葉炳文聽不到夏庭晚的回答,徑自繼續道:“怎么?你還打算保護他不成?你是不是不知道,我一對他動手,才打了他一個小時,他就把知道的全都吐清楚了?這種隨時叛變告密的小賤人,你何苦呢。”
“葉炳文,我不像你。”
夏庭晚咬緊牙,一字一頓地說:“你就是個畜生你知道嗎。但凡有點人性的人,就不會干出你那樣的事。他說了又怎么樣?他不說等著活生生被你虐死嗎?”
“呦,罵我。”
葉炳文笑了:“夏庭晚,你義正言辭對我發火的樣子可太可愛了。你怎么就不想想,要不是你——我怎么能知道溫子辰和蘇言的瓜葛呢?要不是你,溫子辰倒也不至于被我弄成這樣啊。”
“你在說什么?”
夏庭晚猛地站了起來。
他的內心像是火星上被潑了一汪熱油,把自己嗓子眼都燎得啞了。
“蘇言開始搞韶光,我自然不可能坐以待斃,我查他時,發現他和你離婚后和新歡出去吃日料時上過一次報紙。我乍一看,就覺得那個新歡看著像溫子辰,我以前和他玩過一段時間,但是也就那樣,沒太放在心上,再加上照片拍得太模糊、距離又遠,所以也不能確定,就把他叫了過來問。結果那時候溫子辰不承認,說不是他,他也不認識蘇言。我倒也沒太放在心上,反正這種屁事,查到最后頂多也不過就是蘇言婚內出軌,爆出去也就是個不大不小的丑聞。”
“但是我心里煩得很,就想和溫子辰再玩兩次,他開始不愿意,后來還是答應了,嗤,小婊子跟我抬價碼的把戲。這不,我去醫院接他下班,正巧碰到你把他堵在那兒,找他要什么蘇言的隱情。——要不是你湊巧過去找溫子辰,我還真猜不著他騙我呢。”

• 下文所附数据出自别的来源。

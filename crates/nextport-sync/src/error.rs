use nextport_store::StoreError;
use thiserror::Error;

#[derive(Error, Debug)]
pub enum SyncError {
    #[error("auth cookie {cookie:?} not found; copy the cookie header from a logged-in session")]
    MissingToken { cookie: String },
    #[error("HTTP request failed: {0}")]
    Http(#[from] reqwest::Error),
    #[error("server returned {status}: {body}")]
    Server { status: u16, body: String },
    #[error("JSON parse error: {0}")]
    Json(#[from] serde_json::Error),
    #[error("unexpected response body: {0}")]
    Unexpected(String),
    #[error("storage error: {0}")]
    Store(#[from] StoreError),
    #[error("{0}")]
    InvalidInput(String),
}
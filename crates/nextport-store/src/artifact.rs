//! Output of finished runs: the consolidated export or patch file.

use std::fs;
use std::path::PathBuf;
use std::sync::Mutex;

use tracing::info;

use crate::StoreError;

/// Destination for finished artifacts.
pub trait ArtifactSink: Send + Sync {
    /// Deliver `bytes` under `file_name`. Returns where it ended up.
    fn deliver(&self, file_name: &str, bytes: &[u8]) -> Result<PathBuf, StoreError>;
}

/// Writes artifacts into an output directory, creating it on first use.
pub struct DirSink {
    dir: PathBuf,
}

impl DirSink {
    pub fn new(dir: impl Into<PathBuf>) -> Self {
        Self { dir: dir.into() }
    }
}

impl ArtifactSink for DirSink {
    fn deliver(&self, file_name: &str, bytes: &[u8]) -> Result<PathBuf, StoreError> {
        if file_name.is_empty() || file_name.contains(['/', '\\']) || file_name.starts_with('.') {
            return Err(StoreError::Other(format!(
                "artifact name {file_name:?} is not a plain file name"
            )));
        }
        fs::create_dir_all(&self.dir).map_err(|e| StoreError::io(&self.dir, e))?;
        let path = self.dir.join(file_name);
        fs::write(&path, bytes).map_err(|e| StoreError::io(&path, e))?;
        info!(path = %path.display(), bytes = bytes.len(), "artifact written");
        Ok(path)
    }
}

/// Keeps delivered artifacts in memory.
#[derive(Default)]
pub struct MemorySink {
    delivered: Mutex<Vec<(String, Vec<u8>)>>,
}

impl MemorySink {
    pub fn new() -> Self {
        Self::default()
    }

    /// `(file_name, bytes)` for every delivery, in order.
    pub fn delivered(&self) -> Vec<(String, Vec<u8>)> {
        self.delivered
            .lock()
            .unwrap_or_else(|e| e.into_inner())
            .clone()
    }
}

impl ArtifactSink for MemorySink {
    fn deliver(&self, file_name: &str, bytes: &[u8]) -> Result<PathBuf, StoreError> {
        self.delivered
            .lock()
            .unwrap_or_else(|e| e.into_inner())
            .push((file_name.to_string(), bytes.to_vec()));
        Ok(PathBuf::from(file_name))
    }
}

#[cfg(test)]
mod tests {
    use super::*;

    #[test]
    fn dir_sink_creates_directory_and_writes() {
        let tmp = tempfile::tempdir().unwrap();
        let sink = DirSink::new(tmp.path().join("out"));
        let path = sink.deliver("export.json", b"{}").unwrap();
        assert_eq!(path, tmp.path().join("out/export.json"));
        assert_eq!(fs::read(&path).unwrap(), b"{}");
    }

    #[test]
    fn dir_sink_rejects_paths() {
        let tmp = tempfile::tempdir().unwrap();
        let sink = DirSink::new(tmp.path());
        assert!(sink.deliver("../escape.json", b"{}").is_err());
        assert!(sink.deliver("", b"{}").is_err());
    }

    #[test]
    fn memory_sink_records_deliveries() {
        let sink = MemorySink::new();
        sink.deliver("a.json", b"1").unwrap();
        sink.deliver("b.json", b"2").unwrap();
        let names: Vec<String> = sink.delivered().into_iter().map(|(n, _)| n).collect();
        assert_eq!(names, vec!["a.json", "b.json"]);
    }
}
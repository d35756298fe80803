use clap::{Arg, App, ArgMatches};
use tracing::{error, info};
use tracing_subscriber::EnvFilter;

use std::error::Error;
use std::path::PathBuf;

use lpr_capture::config::Config;
use lpr_capture::error::LprError;
use lpr_capture::{ capture, Lpr };


fn main() -> Result<(), Box<dyn Error>>{
    tracing_subscriber::fmt()
        .with_env_filter(EnvFilter::try_from_default_env().unwrap_or_else(|_| EnvFilter::new("info")))
        .init();

    let matches = App::new("LPR capture")
                    .version("0.1.0")
                    .author("kingrong")
                    .about("Reads a license plate from the webcam with tesseract")
                    .arg(Arg::with_name("config")
                        .long("config")
                        .value_name("FILE")
                        .help("JSON config file")
                        .takes_value(true))
                    .arg(Arg::with_name("image")
                        .long("image")
                        .value_name("FILE")
                        .help("read a still image instead of the webcam")
                        .takes_value(true))
                    .arg(Arg::with_name("device")
                        .long("device")
                        .value_name("INDEX")
                        .help("camera index")
                        .takes_value(true))
                    .arg(Arg::with_name("tesseract")
                        .long("tesseract")
                        .value_name("PATH")
                        .help("tesseract executable")
                        .takes_value(true))
                    .arg(Arg::with_name("psm")
                        .long("psm")
                        .value_name("N")
                        .help("tesseract page segmentation mode")
                        .takes_value(true))
                    .arg(Arg::with_name("output-dir")
                        .long("output-dir")
                        .value_name("DIR")
                        .help("where the captured image and text are written")
                        .takes_value(true))
                    .get_matches();

    let config = load_config(&matches)?;
    let lpr = Lpr::new(config);

    let res = match matches.value_of("image") {
        Some(path) => recognize_still(&lpr, path),
        None => run_camera(&lpr),
    };
    if let Err(e) = &res {
        error!("{}", e);
    }
    Ok(res?)
}

fn load_config(matches: &ArgMatches) -> Result<Config, Box<dyn Error>> {
    let mut config = match matches.value_of("config") {
        Some(path) => Config::from_file(path)?,
        None => Config::default(),
    };
    if let Some(device) = matches.value_of("device") {
        config.camera.device_index = device.parse()?;
    }
    if let Some(cmd) = matches.value_of("tesseract") {
        config.recognizer.tesseract_cmd = PathBuf::from(cmd);
    }
    if let Some(psm) = matches.value_of("psm") {
        config.recognizer.psm = psm.parse()?;
    }
    if let Some(dir) = matches.value_of("output-dir") {
        config.output.dir = PathBuf::from(dir);
    }
    Ok(config)
}

fn recognize_still(lpr: &Lpr, path: &str) -> Result<(), LprError> {
    let img = image::open(path)?.to_rgb8();
    let capture = lpr.capture(&img)?;
    capture::report(&capture);
    Ok(())
}

#[cfg(feature = "camera")]
fn run_camera(lpr: &Lpr) -> Result<(), LprError> {
    let mut camera = lpr_capture::camera::Camera::open(&lpr.config().camera)?;
    let captures = capture::run(&mut camera, lpr)?;
    info!("quit after {} captures", captures);
    Ok(())
}

#[cfg(not(feature = "camera"))]
fn run_camera(_lpr: &Lpr) -> Result<(), LprError> {
    info!("pass --image or rebuild with the camera feature");
    Err(LprError::camera("built without camera support"))
}
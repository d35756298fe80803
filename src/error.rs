use image::ImageError;
use serde_json::Error as JsonError;

use std::error::Error;
use std::fmt;
use std::io::Error as IOError;

#[derive(Debug)]
pub struct LprError(LprErrorKind);

#[derive(Debug)]
pub enum LprErrorKind {
    IOError(IOError),
    ImageError(ImageError),
    ConfigError(JsonError),
    /// the OCR engine could not be started or exited with a failure
    OcrError(String),
    /// device unavailable or frame read failure
    CameraError(String),
    #[cfg(feature = "camera")]
    OpenCvError(opencv::Error),
}

impl LprError {
    pub fn kind(&self) -> &LprErrorKind {
        &self.0
    }

    pub fn ocr(msg: impl Into<String>) -> Self {
        Self(LprErrorKind::OcrError(msg.into()))
    }

    pub fn camera(msg: impl Into<String>) -> Self {
        Self(LprErrorKind::CameraError(msg.into()))
    }
}

impl<T> From<T> for LprError
where T:  Into<LprErrorKind>
{
    fn from(e: T) -> Self {
        Self(e.into())
    }
}

impl fmt::Display for LprError {

    fn fmt(&self, f: &mut fmt::Formatter<'_>) -> fmt::Result {
        match self.kind() {
            LprErrorKind::IOError(e) => e.fmt(f),
            LprErrorKind::ImageError(e) => e.fmt(f),
            LprErrorKind::ConfigError(e) => write!(f, "invalid config: {}", e),
            LprErrorKind::OcrError(msg) => write!(f, "ocr failed: {}", msg),
            LprErrorKind::CameraError(msg) => write!(f, "camera: {}", msg),
            #[cfg(feature = "camera")]
            LprErrorKind::OpenCvError(e) => e.fmt(f),
        }
    }
}

impl Error for LprError {
    fn source(&self) -> Option<&(dyn Error + 'static)> {
        match self.kind() {
            LprErrorKind::IOError(e) => Some(e),
            LprErrorKind::ImageError(e) => Some(e),
            LprErrorKind::ConfigError(e) => Some(e),
            LprErrorKind::OcrError(_) | LprErrorKind::CameraError(_) => None,
            #[cfg(feature = "camera")]
            LprErrorKind::OpenCvError(e) => Some(e),
        }
    }
}

impl From<IOError> for LprErrorKind {
    fn from(e: IOError) -> Self {
        Self::IOError(e)
    }
}

impl From<ImageError> for LprErrorKind {
    fn from(e: ImageError) -> Self {
        Self::ImageError(e)
    }
}

impl From<JsonError> for LprErrorKind {
    fn from(e: JsonError) -> Self {
        Self::ConfigError(e)
    }
}

#[cfg(feature = "camera")]
impl From<opencv::Error> for LprErrorKind {
    fn from(e: opencv::Error) -> Self {
        Self::OpenCvError(e)
    }
}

夏庭晚聽到最后,身子不由自主一個搖晃,還是扶住了趙南殊的手才穩下來。
原來溫子辰經受的這一切,竟然也和他有關。
他倔強地直起腰板,可是劇烈顫抖的身體卻暴露出了他的悲憤和痛苦。
葉炳文似乎能感覺到夏庭晚聽到這段話時的難受,越說語氣中越得意:“所以我才說,我得謝謝你啊,夏庭晚,我越想越覺得很多事,我都得謝謝你。就像現在,我正愁找不到蘇言的把柄,出軌這種事沒勁透了,倒是你酒醉傷人,蘇言出錢替你把傷人給瞞下來,這才是真正的大事啊。蘇言表面上和你離婚,其實是找了溫子辰幫忙照顧那個小孩,都不舍得告訴你讓你難受。我他媽聽了都感動了,真的,整個上流圈子就沒見過蘇言這么傻逼的人了。”
夏庭晚的手指一直發抖,可是卻偏偏一句話也說不出來。
“你說,我把手里這個消息給放出去了,蘇言可怎么辦?”
葉炳文說:“之前他把亨泰控制得死死的時候,我是不太敢這么搞,但是現在呢?這事一出去,亨泰內部那幾位其他派系的大股東更巴不得亨泰馬上跟他切割關系了,到時候,他想不下臺都不行了啊。”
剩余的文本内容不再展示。